Content
# Voice MCP Server
This is an MCP server that allows voice conversations in Claude Code.
- **STT**: MLX Whisper (Apple Silicon optimized)
- **TTS**: Kokoro (Multilingual support: Japanese, English, Chinese, etc.)
- **VAD**: Silero VAD + RMS dual filter
> ⚠️ The current code is hardcoded for **Korean input → Japanese output**.

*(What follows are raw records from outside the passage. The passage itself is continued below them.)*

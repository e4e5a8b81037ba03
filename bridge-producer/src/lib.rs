pub mod api;
pub mod config;
pub mod router;
pub mod send;
pub mod server;
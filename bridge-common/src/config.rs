use std::str::FromStr;

use envconfig::Envconfig;

#[derive(Envconfig, Clone, Debug)]
pub struct KafkaConfig {
    #[envconfig(default = "20")]
    pub kafka_producer_linger_ms: u32, // Maximum time between producer batches during low traffic

    #[envconfig(default = "400")]
    pub kafka_producer_queue_mib: u32, // Size of the in-memory producer queue in mebibytes

    #[envconfig(default = "20000")]
    pub kafka_message_timeout_ms: u32, // Time before we stop retrying producing a message: 20 seconds

    #[envconfig(default = "none")]
    pub kafka_compression_codec: String, // none, gzip, snappy, lz4, zstd

    #[envconfig(default = "")]
    pub kafka_client_id: String,

    #[envconfig(default = "false")]
    pub kafka_tls: bool,

    #[envconfig(default = "localhost:9092")]
    pub kafka_hosts: String,
}

#[derive(Envconfig, Clone, Debug)]
pub struct ConsumerConfig {
    #[envconfig(default = "consumer-group")]
    pub kafka_consumer_group: String,

    #[envconfig(default = "test-topic")]
    pub kafka_consumer_topic: String,

    #[envconfig(default = "earliest")]
    pub kafka_consumer_offset_reset: OffsetReset,

    #[envconfig(default = "true")]
    pub kafka_consumer_auto_commit: bool,

    // Interval (in milliseconds) between offset commit attempts when auto-committing
    #[envconfig(default = "5000")]
    pub kafka_consumer_auto_commit_interval_ms: u32,
}

/// Where a group with no committed offset starts reading.
#[derive(Clone, Copy, Debug, PartialEq, Eq)]
pub enum OffsetReset {
    Earliest,
    Latest,
}

impl OffsetReset {
    pub fn as_str(&self) -> &'static str {
        match self {
            OffsetReset::Earliest => "earliest",
            OffsetReset::Latest => "latest",
        }
    }
}

impl FromStr for OffsetReset {
    type Err = String;

    fn from_str(s: &str) -> Result<Self, Self::Err> {
        match s.trim().to_lowercase().as_ref() {
            "earliest" => Ok(OffsetReset::Earliest),
            "latest" => Ok(OffsetReset::Latest),
            _ => Err(format!(
                "Unknown offset reset policy: {s}, must be earliest or latest"
            )),
        }
    }
}
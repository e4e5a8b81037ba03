pub mod config;
pub mod consumer;
pub mod processor;
pub mod shutdown;
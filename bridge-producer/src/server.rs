use std::future::Future;
use std::sync::Arc;

use bridge_common::kafka_producer::KafkaWriter;
use bridge_common::metrics::setup_metrics_routes;
use bridge_common::MessageWriter;
use tokio::net::TcpListener;
use tracing::{error, info};

use crate::config::Config;
use crate::router;

/// Connects to Kafka, then serves the bridge until `shutdown` resolves.
pub async fn serve<F>(config: Config, listener: TcpListener, shutdown: F) -> anyhow::Result<()>
where
    F: Future<Output = ()> + Send + 'static,
{
    let writer = KafkaWriter::new(
        &config.kafka,
        config.kafka_topic.clone(),
        config.close_timeout(),
    )?;

    serve_with_writer(Arc::new(writer), config.export_prometheus, listener, shutdown).await
}

/// Serves the bridge with the given writer. Once the server has drained after
/// `shutdown`, the writer is closed exactly once; a close failure is only logged.
pub async fn serve_with_writer<W, F>(
    writer: Arc<W>,
    export_prometheus: bool,
    listener: TcpListener,
    shutdown: F,
) -> anyhow::Result<()>
where
    W: MessageWriter + Send + Sync + 'static,
    F: Future<Output = ()> + Send + 'static,
{
    let app = router::router(writer.clone());
    // Don't install metrics unless asked to, a global recorder does not play well with tests
    let app = if export_prometheus {
        setup_metrics_routes(app)?
    } else {
        app
    };

    info!("listening on {:?}", listener.local_addr()?);
    let served = axum::serve(listener, app)
        .with_graceful_shutdown(shutdown)
        .await;
    info!("HTTP server stopped, closing broker writer");

    if let Err(err) = writer.close().await {
        error!("failed to close broker writer: {}", err);
    }

    Ok(served?)
}
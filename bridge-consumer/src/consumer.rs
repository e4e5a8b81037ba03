use bridge_common::MessageReader;
use metrics::counter;
use tokio_util::sync::CancellationToken;
use tracing::{error, info};

use crate::processor::MessageProcessor;

#[derive(Debug, Clone, Copy, PartialEq, Eq)]
pub enum ConsumerState {
    Running,
    ShuttingDown,
    Stopped,
}

/// What a finished consumer loop did.
#[derive(Debug, Clone, PartialEq, Eq)]
pub struct ConsumerReport {
    pub processed: u64,
    pub read_errors: u64,
    pub state: ConsumerState,
}

/// Reads messages one at a time and hands them to a processor until shutdown
/// is requested. The loop owns the reader and closes it when it stops.
pub struct ConsumerLoop<R, P> {
    reader: R,
    processor: P,
    state: ConsumerState,
    processed: u64,
    read_errors: u64,
}

impl<R, P> ConsumerLoop<R, P>
where
    R: MessageReader,
    P: MessageProcessor,
{
    pub fn new(reader: R, processor: P) -> Self {
        Self {
            reader,
            processor,
            state: ConsumerState::Running,
            processed: 0,
            read_errors: 0,
        }
    }

    pub fn state(&self) -> ConsumerState {
        self.state
    }

    /// Runs until a read fails because `shutdown` was cancelled. Other read
    /// errors are logged and skipped. The reader is closed before returning.
    pub async fn run(mut self, shutdown: CancellationToken) -> ConsumerReport {
        info!("consumer loop running");

        while self.state == ConsumerState::Running {
            match self.reader.read(&shutdown).await {
                Ok(message) => {
                    self.processor.process(message).await;
                    self.processed += 1;
                    counter!("bridge_consumer_messages_processed_total").increment(1);
                }
                Err(err) if err.is_interrupted() || shutdown.is_cancelled() => {
                    info!("shutdown requested, leaving consumer loop");
                    self.state = ConsumerState::ShuttingDown;
                }
                Err(err) => {
                    error!("Error reading message: {}", err);
                    self.read_errors += 1;
                    counter!("bridge_consumer_read_errors_total").increment(1);
                }
            }
        }

        let ConsumerLoop {
            reader,
            processed,
            read_errors,
            ..
        } = self;
        if let Err(err) = reader.close().await {
            error!("failed to close broker reader: {}", err);
        }
        info!(processed, read_errors, "consumer loop stopped");

        ConsumerReport {
            processed,
            read_errors,
            state: ConsumerState::Stopped,
        }
    }
}
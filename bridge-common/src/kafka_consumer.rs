use async_trait::async_trait;
use rdkafka::{
    consumer::{Consumer, StreamConsumer},
    error::KafkaError,
    ClientConfig, Message as _,
};
use tokio_util::sync::CancellationToken;
use tracing::{debug, info};

use crate::client::{BrokerError, MessageReader};
use crate::config::{ConsumerConfig, KafkaConfig};
use crate::message::Message;

/// `MessageReader` subscribed to a single topic as a member of a consumer group.
/// Partition assignment is left to the group coordinator.
pub struct KafkaReader {
    consumer: StreamConsumer,
    topic: String,
}

impl KafkaReader {
    pub fn new(
        common_config: &KafkaConfig,
        consumer_config: &ConsumerConfig,
    ) -> Result<Self, KafkaError> {
        let mut client_config = ClientConfig::new();
        client_config
            .set("bootstrap.servers", &common_config.kafka_hosts)
            .set("statistics.interval.ms", "10000")
            .set("group.id", &consumer_config.kafka_consumer_group)
            .set(
                "auto.offset.reset",
                consumer_config.kafka_consumer_offset_reset.as_str(),
            )
            .set(
                "enable.auto.commit",
                consumer_config.kafka_consumer_auto_commit.to_string(),
            )
            .set(
                "auto.commit.interval.ms",
                consumer_config
                    .kafka_consumer_auto_commit_interval_ms
                    .to_string(),
            );

        if !common_config.kafka_client_id.is_empty() {
            client_config.set("client.id", &common_config.kafka_client_id);
        }

        if common_config.kafka_tls {
            client_config
                .set("security.protocol", "ssl")
                .set("enable.ssl.certificate.verification", "false");
        };

        debug!("rdkafka configuration: {:?}", client_config);
        let consumer: StreamConsumer = client_config.create()?;
        consumer.subscribe(&[consumer_config.kafka_consumer_topic.as_str()])?;
        info!(
            topic = %consumer_config.kafka_consumer_topic,
            group = %consumer_config.kafka_consumer_group,
            "subscribed to Kafka topic"
        );

        Ok(Self {
            consumer,
            topic: consumer_config.kafka_consumer_topic.clone(),
        })
    }
}

#[async_trait]
impl MessageReader for KafkaReader {
    async fn read(&mut self, cancel: &CancellationToken) -> Result<Message, BrokerError> {
        let received = tokio::select! {
            biased;
            _ = cancel.cancelled() => return Err(BrokerError::Interrupted),
            received = self.consumer.recv() => received?,
        };

        let Some(payload) = received.payload() else {
            return Err(BrokerError::EmptyPayload);
        };
        let message = match received.key() {
            Some(key) => Message::with_key(key.to_vec(), payload.to_vec()),
            None => Message::new(payload.to_vec()),
        };

        Ok(message)
    }

    async fn close(self) -> Result<(), BrokerError> {
        info!(topic = %self.topic, "unsubscribing from Kafka topic");
        self.consumer.unsubscribe();
        Ok(())
    }
}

> To change to another language, refer to the [Language Change Guide](#언어-변경-가이드) section.
## Requirements
- macOS (Apple Silicon M1/M2/M3)
- Python 3.11 or higher
- Claude Code CLI
- Microphone (MacBook built-in or external)
## Installation
### 1. Clone Repository
```bash
git clone https://github.com/jeonghyeon-net/voice-mcp-demo.git
cd voice-mcp-demo
```
### 2. Install Python 3.11 (if not installed)
```bash
brew install python@3.11
```
### 3. Create and Activate Virtual Environment
```bash
python3.11 -m venv venv
source venv/bin/activate
```
### 4. Install Dependencies
```bash
pip install -r requirements.txt
```
### 5. Download Models
```bash
python setup_models.py
```
> ⚠️ **Required**: Must be executed before using Claude Code.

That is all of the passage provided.